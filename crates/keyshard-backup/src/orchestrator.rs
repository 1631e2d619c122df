//! Backup orchestration: one session at a time, strictly sequential.
//!
//! Steps reported on the progress channel:
//! `1 (split) + n (seal each shard) + n (distribute each shard) + 1 (manifest)`.
//!
//! A failure after some shards went out returns a [`BackupAbort`] listing
//! exactly those shards, so the caller can inform trustees or finish with
//! [`BackupOrchestrator::resume_metadata`] instead of splitting again.

use keyshard_core::config::KeyshardConfig;
use keyshard_core::{
    BackupMetadata, BackupProgress, BackupStatus, EncryptedShard, KeyshardError, KeyshardResult,
    PublishedShard, ShardConfig, Trustee,
};
use keyshard_crypto::{
    seal_shard, split_with, validate_strength, KdfParams, Keypair, PublicKey, Secret,
};
use keyshard_transport::Transport;
use secrecy::{ExposeSecret, SecretString};
use std::collections::HashSet;
use std::sync::atomic::{AtomicBool, Ordering};
use std::sync::Arc;
use tokio::sync::watch;
use tokio_util::sync::CancellationToken;
use tracing::{info, warn};

use crate::deferred::{DeferredQueue, DeferredShard};
use crate::distribution::{
    DistributionOutcome, DistributionRun, DistributionSettings, Distributor, DrainReport,
};
use crate::metadata::{self, MetadataService};

/// Everything a backup needs. Consumed by [`BackupOrchestrator::create_backup`].
pub struct BackupRequest {
    pub secret: Secret,
    pub passphrase: SecretString,
    pub config: ShardConfig,
    /// One per shard; trustee `i` receives shard `i + 1`
    pub trustees: Vec<Trustee>,
    /// Signs and can later read the manifest
    pub owner: Keypair,
    pub cancel: CancellationToken,
}

impl BackupRequest {
    pub fn new(
        secret: Secret,
        passphrase: SecretString,
        config: ShardConfig,
        trustees: Vec<Trustee>,
        owner: Keypair,
    ) -> Self {
        Self {
            secret,
            passphrase,
            config,
            trustees,
            owner,
            cancel: CancellationToken::new(),
        }
    }

    pub fn with_cancellation(mut self, cancel: CancellationToken) -> Self {
        self.cancel = cancel;
        self
    }
}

WORK ORDER =>
Going through the material, how many lines contain the word "passphrase"? Please give only the number.

COMPLETED EXERCISE =>
3